通过本实验研究，我们认为这主要是要选择合适的水杨酸使用剂量，大剂量的水杨酸在提高耳蜗毛细胞prestin的表达量的同时，对耳蜗毛细胞和听功能亦造成损害，而低剂量的水杨酸在提高耳蜗毛细胞prestin的表达量的同时，对耳蜗毛细胞和听觉功能具有保护作用。基本明确200毫克的水杨酸剂量是耳蜗损伤或保护作用的分水岭。
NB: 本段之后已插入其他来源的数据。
// decode.rs - RISC-V instruction decoder
//
// Decodes RV64IM and the C extension. Compressed encodings are expanded to the
// equivalent base instruction, so consumers only deal with one opcode set and
// use `len` to step to the next instruction.

use crate::addr::{self, GuestAddr};

/// A decoded RISC-V instruction
#[derive(Debug, Clone, Copy, PartialEq, Eq)]
pub struct Instruction {
    /// Guest address
    pub addr: u64,
    /// Raw encoding (low 16 bits only for compressed instructions)
    pub bits: u32,
    /// 2 or 4
    pub len: u8,
    pub opcode: Opcode,
    pub rd: u8,
    pub rs1: u8,
    pub rs2: u8,
    pub imm: i64,
}

/// RV64IM opcodes
#[allow(clippy::upper_case_acronyms)]
#[derive(Debug, Clone, Copy, PartialEq, Eq)]
pub enum Opcode {
    LUI,
    AUIPC,
    JAL,
    JALR,
    BEQ,
    BNE,
    BLT,
    BGE,
    BLTU,
    BGEU,
    LB,
    LH,
    LW,
    LD,
    LBU,
    LHU,
    LWU,
    SB,
    SH,
    SW,
    SD,
    ADDI,
    SLTI,
    SLTIU,
    XORI,
    ORI,
    ANDI,
    SLLI,
    SRLI,
    SRAI,
    ADD,
    SUB,
    SLL,
    SLT,
    SLTU,
    XOR,
    SRL,
    SRA,
    OR,
    AND,
    ADDIW,
    SLLIW,
    SRLIW,
    SRAIW,
    ADDW,
    SUBW,
    SLLW,
    SRLW,
    SRAW,
    MUL,
    MULH,
    MULHSU,
    MULHU,
    DIV,
    DIVU,
    REM,
    REMU,
    MULW,
    DIVW,
    DIVUW,
    REMW,
    REMUW,
    FENCE,
    ECALL,
    EBREAK,
    /// Anything else: reserved encodings, F/D, A, Zicsr
    Unknown,
}

/// How an instruction affects control flow.
#[derive(Debug, Clone, Copy, PartialEq, Eq)]
pub enum Flow {
    /// Continues at the next instruction
    Next,
    /// Conditional branch with a static target
    Branch,
    /// Unconditional jump with a static target
    Jump,
    /// Jump through a register
    IndirectJump,
    SystemCall,
    /// EBREAK or an instruction only the interpreter can reject
    Trap,
}

impl Opcode {
    pub fn flow(self) -> Flow {
        use Opcode::*;
        match self {
            BEQ | BNE | BLT | BGE | BLTU | BGEU => Flow::Branch,
            JAL => Flow::Jump,
            JALR => Flow::IndirectJump,
            ECALL => Flow::SystemCall,
            EBREAK | Unknown => Flow::Trap,
            _ => Flow::Next,
        }
    }
}

impl Instruction {
    pub fn next_pc(&self) -> u64 {
        self.addr.wrapping_add(self.len as u64)
    }

    /// Target of a direct branch or jump.
    pub fn target(&self) -> Option<u64> {
        match self.opcode.flow() {
            Flow::Branch | Flow::Jump => Some(self.addr.wrapping_add(self.imm as u64)),
            _ => None,
        }
    }
}

/// Length in bytes of the instruction whose first halfword is `low`.
pub fn instruction_len(low: u16) -> u8 {
    if low & 0x3 == 0x3 {
        4
    } else {
        2
    }
}

/// Fetch and decode the instruction at `pc` from guest memory.
///
/// # Safety
///
/// The instruction bytes at the translated address must be mapped readable.
pub unsafe fn fetch(pc: GuestAddr) -> Instruction {
    let low: u16 = addr::read(pc);
    if instruction_len(low) == 2 {
        decode(pc.0, low as u32)
    } else {
        let high: u16 = addr::read(pc.offset(2));
        decode(pc.0, low as u32 | (high as u32) << 16)
    }
}

/// Decode one instruction. `raw` holds 32 bits, or 16 for a compressed encoding.
pub fn decode(addr: u64, raw: u32) -> Instruction {
    if instruction_len(raw as u16) == 2 {
        decode_compressed(addr, raw & 0xffff)
    } else {
        decode_32bit(addr, raw)
    }
}

/// Extract `inst[hi:lo]`.
fn bits(inst: u32, hi: u32, lo: u32) -> u32 {
    (inst >> lo) & ((1u32 << (hi - lo + 1)) - 1)
}

/// Sign extend the low `width` bits of `val`.
fn sext(val: u32, width: u32) -> i64 {
    let shift = 64 - width;
    ((val as i64) << shift) >> shift
}

#[allow(clippy::too_many_arguments)]
fn inst(addr: u64, bits: u32, len: u8, opcode: Opcode, rd: u8, rs1: u8, rs2: u8, imm: i64) -> Instruction {
    Instruction {
        addr,
        bits,
        len,
        opcode,
        rd,
        rs1,
        rs2,
        imm,
    }
}

fn decode_32bit(addr: u64, raw: u32) -> Instruction {
    use Opcode::*;
    let rd = bits(raw, 11, 7) as u8;
    let rs1 = bits(raw, 19, 15) as u8;
    let rs2 = bits(raw, 24, 20) as u8;
    let funct3 = bits(raw, 14, 12);
    let funct7 = bits(raw, 31, 25);

    let i_imm = sext(bits(raw, 31, 20), 12);
    let s_imm = sext(bits(raw, 31, 25) << 5 | bits(raw, 11, 7), 12);
    let b_imm = sext(
        bits(raw, 31, 31) << 12 | bits(raw, 7, 7) << 11 | bits(raw, 30, 25) << 5 | bits(raw, 11, 8) << 1,
        13,
    );
    let u_imm = (raw & 0xffff_f000) as i32 as i64;
    let j_imm = sext(
        bits(raw, 31, 31) << 20 | bits(raw, 19, 12) << 12 | bits(raw, 20, 20) << 11 | bits(raw, 30, 21) << 1,
        21,
    );
    let shamt6 = bits(raw, 25, 20) as i64;
    let shamt5 = bits(raw, 24, 20) as i64;

    let (opcode, imm) = match bits(raw, 6, 0) {
        0x37 => (LUI, u_imm),
        0x17 => (AUIPC, u_imm),
        0x6f => (JAL, j_imm),
        0x67 if funct3 == 0 => (JALR, i_imm),
        0x63 => {
            let op = match funct3 {
                0 => BEQ,
                1 => BNE,
                4 => BLT,
                5 => BGE,
                6 => BLTU,
                7 => BGEU,
                _ => Unknown,
            };
            (op, b_imm)
        }
        0x03 => {
            let op = match funct3 {
                0 => LB,
                1 => LH,
                2 => LW,
                3 => LD,
                4 => LBU,
                5 => LHU,
                6 => LWU,
                _ => Unknown,
            };
            (op, i_imm)
        }
        0x23 => {
            let op = match funct3 {
                0 => SB,
                1 => SH,
                2 => SW,
                3 => SD,
                _ => Unknown,
            };
            (op, s_imm)
        }
        0x13 => match (funct3, funct7 >> 1) {
            (0, _) => (ADDI, i_imm),
            (2, _) => (SLTI, i_imm),
            (3, _) => (SLTIU, i_imm),
            (4, _) => (XORI, i_imm),
            (6, _) => (ORI, i_imm),
            (7, _) => (ANDI, i_imm),
            (1, 0x00) => (SLLI, shamt6),
            (5, 0x00) => (SRLI, shamt6),
            (5, 0x10) => (SRAI, shamt6),
            _ => (Unknown, 0),
        },
        0x1b => match (funct3, funct7) {
            (0, _) => (ADDIW, i_imm),
            (1, 0x00) => (SLLIW, shamt5),
            (5, 0x00) => (SRLIW, shamt5),
            (5, 0x20) => (SRAIW, shamt5),
            _ => (Unknown, 0),
        },
        0x33 => {
            let op = match (funct7, funct3) {
                (0x00, 0) => ADD,
                (0x20, 0) => SUB,
                (0x00, 1) => SLL,
                (0x00, 2) => SLT,
                (0x00, 3) => SLTU,
                (0x00, 4) => XOR,
                (0x00, 5) => SRL,
                (0x20, 5) => SRA,
                (0x00, 6) => OR,
                (0x00, 7) => AND,
                (0x01, 0) => MUL,
                (0x01, 1) => MULH,
                (0x01, 2) => MULHSU,
                (0x01, 3) => MULHU,
                (0x01, 4) => DIV,
                (0x01, 5) => DIVU,
                (0x01, 6) => REM,
                (0x01, 7) => REMU,
                _ => Unknown,
            };
            (op, 0)
        }
        0x3b => {
            let op = match (funct7, funct3) {
                (0x00, 0) => ADDW,
                (0x20, 0) => SUBW,
                (0x00, 1) => SLLW,
                (0x00, 5) => SRLW,
                (0x20, 5) => SRAW,
                (0x01, 0) => MULW,
                (0x01, 4) => DIVW,
                (0x01, 5) => DIVUW,
                (0x01, 6) => REMW,
                (0x01, 7) => REMUW,
                _ => Unknown,
            };
            (op, 0)
        }
        // FENCE and FENCE.I; the interpreter treats both as no-ops
        0x0f if funct3 <= 1 => (FENCE, 0),
        0x73 => match raw {
            0x0000_0073 => (ECALL, 0),
            0x0010_0073 => (EBREAK, 0),
            _ => (Unknown, 0),
        },
        _ => (Unknown, 0),
    };

    inst(addr, raw, 4, opcode, rd, rs1, rs2, imm)
}

fn decode_compressed(addr: u64, raw: u32) -> Instruction {
    use Opcode::*;
    let c = |opcode, rd, rs1, rs2, imm| inst(addr, raw, 2, opcode, rd, rs1, rs2, imm);
    let unknown = c(Unknown, 0, 0, 0, 0);

    // Full and "prime" (x8-x15) register fields
    let r_hi = bits(raw, 11, 7) as u8;
    let r_lo = bits(raw, 6, 2) as u8;
    let rp_hi = bits(raw, 9, 7) as u8 + 8;
    let rp_lo = bits(raw, 4, 2) as u8 + 8;

    let ci_imm = sext(bits(raw, 12, 12) << 5 | bits(raw, 6, 2), 6);
    let ci_shamt = (bits(raw, 12, 12) << 5 | bits(raw, 6, 2)) as i64;
    let cl_w = (bits(raw, 5, 5) << 6 | bits(raw, 12, 10) << 3 | bits(raw, 6, 6) << 2) as i64;
    let cl_d = (bits(raw, 6, 5) << 6 | bits(raw, 12, 10) << 3) as i64;
    let cb_imm = sext(
        bits(raw, 12, 12) << 8 | bits(raw, 6, 5) << 6 | bits(raw, 2, 2) << 5 | bits(raw, 11, 10) << 3 | bits(raw, 4, 3) << 1,
        9,
    );
    let cj_imm = sext(
        bits(raw, 12, 12) << 11
            | bits(raw, 8, 8) << 10
            | bits(raw, 10, 9) << 8
            | bits(raw, 6, 6) << 7
            | bits(raw, 7, 7) << 6
            | bits(raw, 2, 2) << 5
            | bits(raw, 11, 11) << 4
            | bits(raw, 5, 3) << 1,
        12,
    );

    match (bits(raw, 1, 0), bits(raw, 15, 13)) {
        (0, 0) => {
            let imm = (bits(raw, 10, 7) << 6 | bits(raw, 12, 11) << 4 | bits(raw, 5, 5) << 3 | bits(raw, 6, 6) << 2) as i64;
            if imm == 0 {
                // Includes the all-zero halfword, which is defined illegal
                unknown
            } else {
                c(ADDI, rp_lo, 2, 0, imm)
            }
        }
        (0, 2) => c(LW, rp_lo, rp_hi, 0, cl_w),
        (0, 3) => c(LD, rp_lo, rp_hi, 0, cl_d),
        (0, 6) => c(SW, 0, rp_hi, rp_lo, cl_w),
        (0, 7) => c(SD, 0, rp_hi, rp_lo, cl_d),
        // C.NOP is C.ADDI with rd = x0
        (1, 0) => c(ADDI, r_hi, r_hi, 0, ci_imm),
        (1, 1) if r_hi != 0 => c(ADDIW, r_hi, r_hi, 0, ci_imm),
        (1, 2) => c(ADDI, r_hi, 0, 0, ci_imm),
        (1, 3) if r_hi == 2 => {
            let imm = sext(
                bits(raw, 12, 12) << 9 | bits(raw, 4, 3) << 7 | bits(raw, 5, 5) << 6 | bits(raw, 2, 2) << 5 | bits(raw, 6, 6) << 4,
                10,
            );
            if imm == 0 {
                unknown
            } else {
                c(ADDI, 2, 2, 0, imm)
            }
        }
        (1, 3) => {
            let imm = sext(bits(raw, 12, 12) << 17 | bits(raw, 6, 2) << 12, 18);
            if imm == 0 || r_hi == 0 {
                unknown
            } else {
                c(LUI, r_hi, 0, 0, imm)
            }
        }
        (1, 4) => match (bits(raw, 11, 10), bits(raw, 12, 12), bits(raw, 6, 5)) {
            (0, _, _) => c(SRLI, rp_hi, rp_hi, 0, ci_shamt),
            (1, _, _) => c(SRAI, rp_hi, rp_hi, 0, ci_shamt),
            (2, _, _) => c(ANDI, rp_hi, rp_hi, 0, ci_imm),
            (3, 0, 0) => c(SUB, rp_hi, rp_hi, rp_lo, 0),
            (3, 0, 1) => c(XOR, rp_hi, rp_hi, rp_lo, 0),
            (3, 0, 2) => c(OR, rp_hi, rp_hi, rp_lo, 0),
            (3, 0, 3) => c(AND, rp_hi, rp_hi, rp_lo, 0),
            (3, 1, 0) => c(SUBW, rp_hi, rp_hi, rp_lo, 0),
            (3, 1, 1) => c(ADDW, rp_hi, rp_hi, rp_lo, 0),
            _ => unknown,
        },
        (1, 5) => c(JAL, 0, 0, 0, cj_imm),
        (1, 6) => c(BEQ, 0, rp_hi, 0, cb_imm),
        (1, 7) => c(BNE, 0, rp_hi, 0, cb_imm),
        (2, 0) => c(SLLI, r_hi, r_hi, 0, ci_shamt),
        (2, 2) if r_hi != 0 => {
            let imm = (bits(raw, 3, 2) << 6 | bits(raw, 12, 12) << 5 | bits(raw, 6, 4) << 2) as i64;
            c(LW, r_hi, 2, 0, imm)
        }
        (2, 3) if r_hi != 0 => {
            let imm = (bits(raw, 4, 2) << 6 | bits(raw, 12, 12) << 5 | bits(raw, 6, 5) << 3) as i64;
            c(LD, r_hi, 2, 0, imm)
        }
        (2, 4) => match (bits(raw, 12, 12), r_hi, r_lo) {
            (0, 0, 0) => unknown,
            (0, rs1, 0) => c(JALR, 0, rs1, 0, 0),
            (0, rd, rs2) => c(ADD, rd, 0, rs2, 0),
            (1, 0, 0) => c(EBREAK, 0, 0, 0, 0),
            (1, rs1, 0) => c(JALR, 1, rs1, 0, 0),
            (_, rd, rs2) => c(ADD, rd, rd, rs2, 0),
        },
        (2, 6) => {
            let imm = (bits(raw, 8, 7) << 6 | bits(raw, 12, 9) << 2) as i64;
            c(SW, 0, 2, r_lo, imm)
        }
        (2, 7) => {
            let imm = (bits(raw, 9, 7) << 6 | bits(raw, 12, 10) << 3) as i64;
            c(SD, 0, 2, r_lo, imm)
        }
        _ => unknown,
    }
}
3.3 水杨酸钠剂量选择性对老年性聋的治疗效果及机制

在水杨酸应用方面，以前的研究者主要是按传统的水杨酸治疗血管疾病和抗炎症的功效来使用，有些研究亦证明水杨酸的抗氧化自由基作用[8]。Tavanai和 Mohammadkhani过对年龄相关性聋（ARHL）的文献综述，认为靶向性作用于细胞死亡通路较靶向性仅抗氧化应激途径更好[30]。Lowthian等过大样本的阿司匹林对老年性聋的预防追踪观察，认为低剂量阿司匹林对ARHL的作用机制是抗炎症和微血管的有效影响[8]。而老年性耳聋的病理机制中，这些因素也是重要的方面。通过本研究，似乎更明确了水杨酸的作用靶向分子是耳蜗外毛细胞特异表达的prestin蛋白。通过我们的系列研究可以初步认为prestin蛋白表达下调使毛细胞的细胞膜结构的构象发生改变，破坏了毛细胞膜的完整性，首先使外毛细胞的主动运动功能减退或丧失，从而导致耳蜗放大器功能和听觉频率分辨率下降或丧失；其次是外毛细胞膜的完整性破坏导致的凋亡过程发生，外毛细胞膜结构的构象发生改变后，细胞膜上的凋亡受体被激活，启动了毛细胞的凋亡程序，促进Caspase途径的级联反应，通过反馈环路抑制了抗凋亡基因的表达，最终使毛细胞大量凋亡，使听觉功能丧失，而发展为老年性耳聋。我们的实验发现老年性聋小鼠的耳蜗Caspase-3基因上调和Bcl-2基因下调，而应用水杨酸后可以明显逆转这种过程的发生（图8），但Bcl-2基因表达水平与水杨酸注射剂量间的关系可能更为复杂。上述结果为我们的理论假设提供了初步的依据。进一步的研究需要明确prestin蛋白表达下调，使毛细胞的细胞膜结构的构象发生改变超微结构形态证据，以及Caspase-3基因上调和Bcl-2基因下调与prestin蛋白表达确切关系和信号途径，更为重要的是找到能够逆转这种过程的靶向分子，从而为老年性聋的治疗提供技术路线和有效方法。